Men are AHs I would remind him in fact that you’re not ‘trapped’ you can still leave and you will. The pure instant shift change would have me feeling like absolute crap and would make me question leaving. Men seriously think because you’re pregnant we won’t leave? We want the best for us and our babies. A happy mum helps that.
Exact same boat with my partner, i was pregnant with my LB first trimester he wouldn't speak about it 2nd trimester he would be wasn't helpful at all, he even stormed out on the day of our gender reveal because i said i wanted a quick bath before i finished doing decorations and got ready, he wasn't happy with that for some reason and left me to sort it myself, turned back up when half the guests where here, refused to attend the baby shower if he meant he had to pay towards it so i made it all female which ik can be normal but i wanted us both to enjoy it, first 6 weeks of babies life, didn't sterilise a bottle, didn't do a feed didn't change a nappy didn't bath or change baby! i thought then this is not the life i want for me or my child when he's incapeable of the simplest things, baby got a bit older and i kept telling him i need help he started doing more, helping me more he sterilised bottles did feeds so i could jump in the bath etc, finally started helping on a night of felt
like a turning point for us. Then i found out i was unexpectedly pregnant at 4 months pp!! He went cold after that he was awful told me he didn't wanna be a dad didn't want our first baby and doesn't want this one, i told him to leave he went then came back promising to change i gave him an chance he changed for a week or so went back to his same ways again. I am glad i have my baby and im pregnant i wouldnt change it for the world but i wish i could change their dad! I've been stressed for months because of him hes been outa work since a month before baby was born, we should be splitting everything 50/50 this however he snot happened. He went and worked away for a week from this monday just gone, i am a different person. Walking everyday, rarely stressed never upset getting more done less tired less headaches, i am actually dreading him coming back! I've told him work away as long as he has to because we can cope and he's bringing in money then!! Men are awful, your body knows it too
Sorry, I voted wrong. I don’t think you’re being delusional at all.
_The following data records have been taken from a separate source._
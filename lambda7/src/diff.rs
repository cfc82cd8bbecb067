//! Coefficient-diff formatter
//!
//! Renders what a tree node adds beyond its parent as compact Unicode,
//! highest power first: `6π⁴ - π³`, `" + 2π²"`, `""` for no change.

use lambda7_core::{Coefficient, Polynomial};

/// Unicode label for π^power; power 0 has none
pub fn power_label(power: i32) -> String {
    match power {
        0 => String::new(),
        1 => "π".to_string(),
        p => format!("π{}", superscript(p)),
    }
}

fn superscript(n: i32) -> String {
    n.to_string()
        .chars()
        .map(|c| match c {
            '-' => '⁻',
            '0' => '⁰',
            '1' => '¹',
            '2' => '²',
            '3' => '³',
            '4' => '⁴',
            '5' => '⁵',
            '6' => '⁶',
            '7' => '⁷',
            '8' => '⁸',
            '9' => '⁹',
            other => other,
        })
        .collect()
}

/// Magnitude and power without sign: `π³`, `6π⁴`, `(6/5)π`, `1`, `2/5`
fn term_body(magnitude: &Coefficient, power: i32) -> String {
    let label = power_label(power);
    if magnitude.is_one() && !label.is_empty() {
        label
    } else if magnitude.is_integer() || label.is_empty() {
        format!("{}{}", magnitude, label)
    } else {
        format!("({}){}", magnitude, label)
    }
}

/// One signed term. The first term of a string carries no leading `+`
/// and no spacing; later terms are joined with ` + ` / ` - `.
pub fn format_term(coefficient: &Coefficient, power: i32, first: bool) -> String {
    let body = term_body(&coefficient.abs(), power);
    match (first, coefficient.is_negative()) {
        (true, false) => body,
        (true, true) => format!("-{}", body),
        (false, false) => format!(" + {}", body),
        (false, true) => format!(" - {}", body),
    }
}

fn format_terms(poly: &Polynomial) -> String {
    poly.terms_descending()
        .enumerate()
        .map(|(i, (power, c))| format_term(c, power, i == 0))
        .collect()
}

/// Whole polynomial; `"0"` when empty
pub fn format_polynomial(poly: &Polynomial) -> String {
    if poly.is_empty() {
        "0".to_string()
    } else {
        format_terms(poly)
    }
}

/// Terms of `child − parent`; empty when the two agree on every power
pub fn format_diff(child: &Polynomial, parent: &Polynomial) -> String {
    format_terms(&child.diff(parent))
}

/// Append a correction display to a polynomial string.
///
/// After a polynomial the sign becomes a spaced operator; standing alone
/// a leading `+` is dropped and a leading `-` is kept.
pub fn format_correction(display: &str, has_poly: bool) -> String {
    if display.is_empty() {
        return String::new();
    }
    if let Some(rest) = display.strip_prefix('+') {
        if has_poly {
            format!(" + {}", rest)
        } else {
            rest.to_string()
        }
    } else if let Some(rest) = display.strip_prefix('-') {
        if has_poly {
            format!(" - {}", rest)
        } else {
            format!("-{}", rest)
        }
    } else if has_poly {
        format!(" + {}", display)
    } else {
        display.to_string()
    }
}

/// Diff in node-label form: no spaces, explicit leading sign (`+6π⁴-π³`)
pub fn compact_label(diff: &str) -> String {
    let compact: String = diff.chars().filter(|c| !c.is_whitespace()).collect();
    if compact.is_empty() || compact.starts_with('-') || compact.starts_with('+') {
        compact
    } else {
        format!("+{}", compact)
    }
}

#[cfg(test)]
mod tests {
    use super::*;

    fn poly(ints: &[(i32, i64)]) -> Polynomial {
        Polynomial::from_ints(ints)
    }

    #[test]
    fn test_power_labels() {
        assert_eq!(power_label(7), "π⁷");
        assert_eq!(power_label(2), "π²");
        assert_eq!(power_label(1), "π");
        assert_eq!(power_label(0), "");
        assert_eq!(power_label(-1), "π⁻¹");
    }

    #[test]
    fn test_first_term() {
        assert_eq!(format_term(&Coefficient::from_i64(1), 4, true), "π⁴");
        assert_eq!(format_term(&Coefficient::from_i64(-1), 3, true), "-π³");
        assert_eq!(format_term(&Coefficient::from_i64(6), 3, true), "6π³");
        assert_eq!(format_term(&Coefficient::from_i64(-2), 2, true), "-2π²");
    }

    #[test]
    fn test_later_terms() {
        assert_eq!(format_term(&Coefficient::from_i64(1), 2, false), " + π²");
        assert_eq!(format_term(&Coefficient::from_i64(-1), 3, false), " - π³");
        assert_eq!(format_term(&Coefficient::from_i64(6), 4, false), " + 6π⁴");
        assert_eq!(format_term(&Coefficient::from_i64(-6), 4, false), " - 6π⁴");
    }

    #[test]
    fn test_constant_and_fraction_terms() {
        assert_eq!(format_term(&Coefficient::from_i64(1), 0, true), "1");
        assert_eq!(format_term(&Coefficient::from_i64(-2), 0, false), " - 2");
        assert_eq!(format_term(&Coefficient::from_ratio(-6, 5), 1, false), " - (6/5)π");
        assert_eq!(format_term(&Coefficient::from_ratio(2, 5), 0, false), " + 2/5");
        assert_eq!(format_term(&Coefficient::from_ratio(1, 2), 2, true), "(1/2)π²");
    }

    #[test]
    fn test_diff_single_term() {
        assert_eq!(format_diff(&poly(&[(5, 7), (3, 6)]), &poly(&[(5, 7)])), "6π³");
    }

    #[test]
    fn test_diff_unit_term() {
        // The only emitted term is also the first, so no leading operator
        assert_eq!(format_diff(&poly(&[(5, 7), (3, 6), (2, 1)]), &poly(&[(5, 7), (3, 6)])), "π²");
    }

    #[test]
    fn test_diff_two_terms() {
        assert_eq!(format_diff(&poly(&[(5, 8), (4, 6), (3, -1)]), &poly(&[(5, 8)])), "6π⁴ - π³");
    }

    #[test]
    fn test_diff_against_self_is_empty() {
        let p = poly(&[(5, 6), (4, 6), (2, -1)]);
        assert_eq!(format_diff(&p, &p), "");
    }

    #[test]
    fn test_diff_negative_and_missing_powers() {
        // Power present only in the parent becomes a negative term
        assert_eq!(format_diff(&poly(&[(5, 7)]), &poly(&[(5, 6), (3, 2)])), "π⁵ - 2π³");
    }

    #[test]
    fn test_format_polynomial() {
        let rho = poly(&[(5, 5), (2, -1)]).with_ratio(1, -6, 5).with_ratio(0, 2, 5);
        assert_eq!(format_polynomial(&rho), "5π⁵ - π² - (6/5)π + 2/5");
        assert_eq!(format_polynomial(&Polynomial::new()), "0");
    }

    #[test]
    fn test_format_correction() {
        assert_eq!(format_correction("+(4/5)e⁻ᵖⁱ", false), "(4/5)e⁻ᵖⁱ");
        assert_eq!(format_correction("+(4/5)e⁻ᵖⁱ", true), " + (4/5)e⁻ᵖⁱ");
        assert_eq!(format_correction("-4", false), "-4");
        assert_eq!(format_correction("-4", true), " - 4");
        assert_eq!(format_correction("8/π", true), " + 8/π");
        assert_eq!(format_correction("", true), "");
    }

    #[test]
    fn test_compact_label() {
        assert_eq!(compact_label("6π⁴ - π³"), "+6π⁴-π³");
        assert_eq!(compact_label("-π³"), "-π³");
        assert_eq!(compact_label(""), "");
    }
}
When I was pregnant with my daughter I knew I wasn’t having anymore kids with my exhusband and I was so sad about it because I did want more kids… just NOT with him and not in that scenario at all it wasn’t how I envisioned parenthood it was terrible I had no support with the children and I was the breadwinner and in a sexless marriage and when we did have sex he refused to wear a condom and even pull out it felt like he was trying to trap me I became isolated from my friends and I was always blamed for feeding decisions (it was so weird) And with my son I was like “well he won’t turn out like his dad because I’m his mom” and then with my daughter I was like “if she was with a man like this I’d tell her run… so why aren’t I running?”